A Southern Baptist Porch & Sukkot

I am presently in North Carolina at the Ridgecrest Conference Center for continuing education as a chaplain. The company that I chaplain through, Corporate Chaplains of America, does this twice a year and I am appreciative of this training – though more so when it doesn’t take me away from home and church on weekends. The photo attached to this post was taken when I started thinking about what I wanted to write concerning. You see at the moment I took that photo a multitude of thoughts were going through my head. Here is what was happening:

  • I was reading a book of sermons from my favorite German theologian while waiting for lunch and trying to bring a little peace back to my mind. Jürgen Moltmann once fought against most of the rest of the world as a German Air Force auxiliary until he was captured became a believer in Jesus as Lord in a Scottish prisoner of war camp.
  • The reason I didn’t have much peace at the moment was because I was (and am) hurting for two friends that Pam and I love. I had just spent the previous hour trying to write out a prayer to send to them to hopefully express a little of my love for them in the midst of their pain and grief and be a part of the comfort that they know is found in Christ and His church. I wanted the words to be right even though I am pretty sure that none of the words will mean anything. So I struggled with the words, all the while remembering that the loved ones who reach out to them and are around them will say what my written words could not, and knowing that so many of the people who were sending my friends words of love were doing so in Russian because of their years of service in Belarus and Russia.
  • I was intermittently unable to avoid a few different conversations by the groups that joyously walked by me on their way to lunch. Three of those conversations happened in languages that I do not understand and that came from three difference continents. It was pretty easy to tell that they were conversations of groups who loved each other.
  • All of this took place on a porch that was built a long time ago by Southern Baptists who were almost assuredly detected by old, white men who had been raised in the South.

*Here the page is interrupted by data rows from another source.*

use std::path::{Path, PathBuf};
use std::sync::Arc;

use anyhow::{Context, Result};
use indicatif::{ProgressBar, ProgressStyle};

use fakeplate_core::batch::{self, BatchOptions, Progress};
use fakeplate_core::config::{GeneratorConfig, SinkConfig};
use fakeplate_core::project;
use fakeplate_core::sink::{self, Sink};
use fakeplate_core::template;

use crate::output;

/// Command-line values that take precedence over the config file.
#[derive(Debug, Default)]
pub struct Overrides {
    pub count: Option<u64>,
    pub workers: Option<usize>,
    pub seed: Option<u64>,
    pub out_dir: Option<PathBuf>,
    /// Sink kind (`stdout`, `directory`).
    pub sink: Option<String>,
}

impl Overrides {
    /// Apply the overrides to `config`, whose paths are already based at `base`.
    ///
    /// `--out-dir` is taken as given. A `--sink directory` without it writes
    /// to the project's default output directory under `base`.
    fn apply(self, mut config: GeneratorConfig, base: &Path) -> Result<GeneratorConfig> {
        if let Some(count) = self.count {
            config.count = count;
        }
        if let Some(workers) = self.workers {
            config.workers = workers;
        }
        if self.seed.is_some() {
            config.seed = self.seed;
        }
        match (self.sink, self.out_dir) {
            (Some(kind), path) => {
                let path = path.unwrap_or_else(|| base.join(project::OUTPUT_DIR));
                config.sink = SinkConfig::from_kind(&kind, Some(path))?;
            }
            (None, Some(path)) => config.sink = SinkConfig::Directory { path },
            (None, None) => {}
        }
        Ok(config)
    }
}

/// Render a batch of records from the configured template.
///
/// Loads the config, applies command-line overrides, then renders and
/// publishes `count` records concurrently. Records that fail to resolve are
/// skipped and counted.
pub async fn run(config_path: &Path, overrides: Overrides) -> Result<()> {
    output::print_header("fakeplate generate");

    output::print_step(1, 3, "Loading config...");
    let config = overrides.apply(
        project::load_config(config_path)
            .with_context(|| format!("run `fakeplate init` or pass --config ({})", config_path.display()))?,
        project::config_dir(config_path),
    )?;
    config.validate()?;

    output::print_key_value("Template", &config.template.display().to_string());
    output::print_key_value("Records", &config.count.to_string());
    output::print_key_value("Workers", &config.workers.to_string());
    if let Some(seed) = config.seed {
        output::print_key_value("Seed", &seed.to_string());
    }

    output::print_step(2, 3, "Reading template...");
    let content = template::read_template(&config.template)?;
    let sink: Arc<dyn Sink> = Arc::from(sink::from_config(&config.sink)?);
    output::print_key_value("Sink", sink.name());

    output::print_step(3, 3, "Generating records...");
    let bar = progress_bar(config.count, config.sink == SinkConfig::Stdout);
    let progress: Option<Progress> = bar.clone().map(|bar| {
        let progress: Progress = Arc::new(move || bar.inc(1));
        progress
    });

    let generator = super::default_generator();
    let report = batch::run(
        &generator,
        content,
        &BatchOptions::from(&config),
        sink,
        progress,
    )
    .await?;

    if let Some(bar) = bar {
        bar.finish_and_clear();
    }

    if report.absent {
        output::print_warning(&format!(
            "Template not found: {} (nothing generated)",
            config.template.display()
        ));
        return Ok(());
    }

    output::print_success(&format!("Generated {} record(s)", report.published));
    if report.skipped > 0 {
        output::print_warning(&format!(
            "Skipped {} record(s) with unresolvable expressions (run with -v for details)",
            report.skipped
        ));
    }
    output::print_key_value("Elapsed", &format!("{} ms", report.elapsed.as_millis()));
    if let SinkConfig::Directory { path } = &config.sink {
        output::print_key_value("Output", &path.display().to_string());
    }

    Ok(())
}

/// A progress bar on stderr, unless records themselves go to the terminal.
fn progress_bar(len: u64, records_on_stdout: bool) -> Option<ProgressBar> {
    if records_on_stdout {
        return None;
    }
    let bar = ProgressBar::new(len);
    if let Ok(style) = ProgressStyle::with_template("  {bar:40.cyan/blue} {pos}/{len} {msg}") {
        bar.set_style(style.progress_chars("=> "));
    }
    Some(bar)
}

#[cfg(test)]
mod tests {
    use super::*;

    #[test]
    fn test_overrides_take_precedence() {
        let config = GeneratorConfig::for_template("t.txt");
        let config = Overrides {
            count: Some(5),
            workers: Some(3),
            seed: Some(8),
            out_dir: Some(PathBuf::from("records")),
            sink: None,
        }
        .apply(config, Path::new("/project"))
        .unwrap();
        assert_eq!(config.count, 5);
        assert_eq!(config.workers, 3);
        assert_eq!(config.seed, Some(8));
        assert_eq!(
            config.sink,
            SinkConfig::Directory {
                path: PathBuf::from("records")
            }
        );
    }

    #[test]
    fn test_empty_overrides_keep_config() {
        let config = GeneratorConfig {
            seed: Some(1),
            ..GeneratorConfig::for_template("t.txt")
        };
        let applied = Overrides::default()
            .apply(config.clone(), Path::new("/project"))
            .unwrap();
        assert_eq!(applied, config);
    }

    #[test]
    fn test_sink_override() {
        let config = GeneratorConfig {
            sink: SinkConfig::Directory {
                path: PathBuf::from("out"),
            },
            ..GeneratorConfig::for_template("t.txt")
        };
        let overrides = Overrides {
            sink: Some("stdout".into()),
            ..Overrides::default()
        };
        assert_eq!(
            overrides
                .apply(config.clone(), Path::new("/project"))
                .unwrap()
                .sink,
            SinkConfig::Stdout
        );

        let overrides = Overrides {
            sink: Some("kafka".into()),
            ..Overrides::default()
        };
        let err = overrides.apply(config, Path::new("/project")).unwrap_err();
        assert!(err.to_string().contains("unknown sink: kafka"));
    }

    #[test]
    fn test_directory_sink_defaults_under_config_dir() {
        let overrides = Overrides {
            sink: Some("directory".into()),
            ..Overrides::default()
        };
        let config = overrides
            .apply(GeneratorConfig::for_template("t.txt"), Path::new("/project"))
            .unwrap();
        assert_eq!(
            config.sink,
            SinkConfig::Directory {
                path: PathBuf::from("/project/out")
            }
        );
    }

    #[tokio::test]
    async fn test_generate_writes_records_to_out_dir() {
        let dir = tempfile::tempdir().unwrap();
        let template = dir.path().join("t.txt");
        std::fs::write(&template, "%%name.fullName%%").unwrap();
        let config_path = dir.path().join("fakeplate.config.json");
        GeneratorConfig::for_template("t.txt").save(&config_path).unwrap();

        let out = dir.path().join("records");
        run(
            &config_path,
            Overrides {
                count: Some(3),
                workers: Some(2),
                seed: Some(5),
                out_dir: Some(out.clone()),
                sink: None,
            },
        )
        .await
        .unwrap();

        assert_eq!(std::fs::read_dir(&out).unwrap().count(), 3);
    }

    #[tokio::test]
    async fn test_missing_config_is_error() {
        let dir = tempfile::tempdir().unwrap();
        let result = run(&dir.path().join("missing.json"), Overrides::default()).await;
        assert!(result.is_err());
    }
}
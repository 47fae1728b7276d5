//! Runtime values produced by provider method calls.
//!
//! A [`Value`] is whatever a zero-argument method returned. Dispatch of the
//! next path segment happens on the value's runtime variant: objects delegate
//! to their own [`Provider`] method table, scalars answer a small fixed set of
//! methods (`uppercase`, `length`, `abs`, ...), and [`Value::Null`] answers
//! nothing at all.

use std::fmt;
use std::sync::Arc;

use rand::RngCore;

use crate::provider::Provider;

/// A dynamically-typed result of a method call.
#[derive(Clone)]
pub enum Value {
    Null,
    Bool(bool),
    Int(i64),
    Float(f64),
    Str(String),
    /// A nested object exposing further methods.
    Object(Arc<dyn Provider>),
}

impl Value {
    /// Wrap a provider as an object value.
    pub fn object(provider: impl Provider + 'static) -> Self {
        Self::Object(Arc::new(provider))
    }

    pub fn is_null(&self) -> bool {
        matches!(self, Self::Null)
    }

    /// Name of the runtime type, used in logs and when an object is rendered.
    pub fn type_name(&self) -> &str {
        match self {
            Self::Null => "null",
            Self::Bool(_) => "Bool",
            Self::Int(_) => "Int",
            Self::Float(_) => "Float",
            Self::Str(_) => "String",
            Self::Object(provider) => provider.type_name(),
        }
    }

    /// Invoke the zero-argument method `method` on this value's runtime type.
    ///
    /// Returns `None` when the runtime type has no method with that name.
    /// `Null` has no methods; callers that must distinguish "no such method"
    /// from "receiver is null" check [`Value::is_null`] first.
    pub fn invoke(&self, method: &str, rng: &mut dyn RngCore) -> Option<Value> {
        match self {
            Self::Null => None,
            Self::Object(provider) => provider.invoke(method, rng),
            Self::Str(s) => str_method(s, method),
            Self::Int(n) => int_method(*n, method),
            Self::Float(x) => float_method(*x, method),
            Self::Bool(b) => bool_method(*b, method),
        }
    }
}

fn str_method(s: &str, method: &str) -> Option<Value> {
    let value = match method {
        "toString" => Value::Str(s.to_string()),
        "uppercase" => Value::Str(s.to_uppercase()),
        "lowercase" => Value::Str(s.to_lowercase()),
        "trim" => Value::Str(s.trim().to_string()),
        "length" => Value::Int(s.chars().count() as i64),
        "reversed" => Value::Str(s.chars().rev().collect()),
        "capitalize" => {
            let mut chars = s.chars();
            match chars.next() {
                Some(first) => Value::Str(first.to_uppercase().chain(chars).collect()),
                None => Value::Str(String::new()),
            }
        }
        "isEmpty" => Value::Bool(s.is_empty()),
        _ => return None,
    };
    Some(value)
}

fn int_method(n: i64, method: &str) -> Option<Value> {
    let value = match method {
        "toString" => Value::Str(n.to_string()),
        "abs" => Value::Int(n.wrapping_abs()),
        "negate" => Value::Int(n.wrapping_neg()),
        "isEven" => Value::Bool(n % 2 == 0),
        _ => return None,
    };
    Some(value)
}

fn float_method(x: f64, method: &str) -> Option<Value> {
    let value = match method {
        "toString" => Value::Str(x.to_string()),
        "abs" => Value::Float(x.abs()),
        "round" => Value::Float(x.round()),
        "floor" => Value::Float(x.floor()),
        "ceil" => Value::Float(x.ceil()),
        _ => return None,
    };
    Some(value)
}

fn bool_method(b: bool, method: &str) -> Option<Value> {
    match method {
        "toString" => Some(Value::Str(b.to_string())),
        "not" => Some(Value::Bool(!b)),
        _ => None,
    }
}

/// Rendered form of a value. `Null` renders as the empty string.
impl fmt::Display for Value {
    fn fmt(&self, f: &mut fmt::Formatter<'_>) -> fmt::Result {
        match self {
            Self::Null => Ok(()),
            Self::Bool(b) => write!(f, "{b}"),
            Self::Int(n) => write!(f, "{n}"),
            Self::Float(x) => write!(f, "{x}"),
            Self::Str(s) => f.write_str(s),
            Self::Object(provider) => write!(f, "<{}>", provider.type_name()),
        }
    }
}

impl fmt::Debug for Value {
    fn fmt(&self, f: &mut fmt::Formatter<'_>) -> fmt::Result {
        match self {
            Self::Null => f.write_str("Null"),
            Self::Bool(b) => f.debug_tuple("Bool").field(b).finish(),
            Self::Int(n) => f.debug_tuple("Int").field(n).finish(),
            Self::Float(x) => f.debug_tuple("Float").field(x).finish(),
            Self::Str(s) => f.debug_tuple("Str").field(s).finish(),
            Self::Object(provider) => write!(f, "Object(<{}>)", provider.type_name()),
        }
    }
}

impl PartialEq for Value {
    fn eq(&self, other: &Self) -> bool {
        match (self, other) {
            (Self::Null, Self::Null) => true,
            (Self::Bool(a), Self::Bool(b)) => a == b,
            (Self::Int(a), Self::Int(b)) => a == b,
            (Self::Float(a), Self::Float(b)) => a == b,
            (Self::Str(a), Self::Str(b)) => a == b,
            (Self::Object(a), Self::Object(b)) => Arc::ptr_eq(a, b),
            _ => false,
        }
    }
}

impl From<&str> for Value {
    fn from(s: &str) -> Self {
        Self::Str(s.to_string())
    }
}

impl From<String> for Value {
    fn from(s: String) -> Self {
        Self::Str(s)
    }
}

impl From<i64> for Value {
    fn from(n: i64) -> Self {
        Self::Int(n)
    }
}

impl From<f64> for Value {
    fn from(x: f64) -> Self {
        Self::Float(x)
    }
}

impl From<bool> for Value {
    fn from(b: bool) -> Self {
        Self::Bool(b)
    }
}

impl<T: Into<Value>> From<Option<T>> for Value {
    fn from(opt: Option<T>) -> Self {
        opt.map_or(Self::Null, Into::into)
    }
}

To quote Randy Stonehillit’s a great, big, stupid world” and there is a ton of pain within it. Still there are moments when I experience brief moments of people from all over the world, with very little experience in common, being brought together by nothing other than a belief that Jesus is Lord that I know God peace can overcome anything.

My Jewish friends will have begun celebrating Sukkot today, a festival that commemorates the harvest and the Exodus. I’m not Jewish and I don’t want to claim any of their heritage for my own benefit. I do, however, know a little bit about Ancient Near Eastern Jewish culture because it was my Lord’s culture. Sukkot celebrate to remember the God Who redeems His people out of the pain and exile of the fallen world. He redeemed His people because He is the God who “devises ways so that a banished person does not remain banished.” I know that my Redeemer lives and He has and will set us free. I was reminded of this today while sitting on a conference center porch in North Carolina.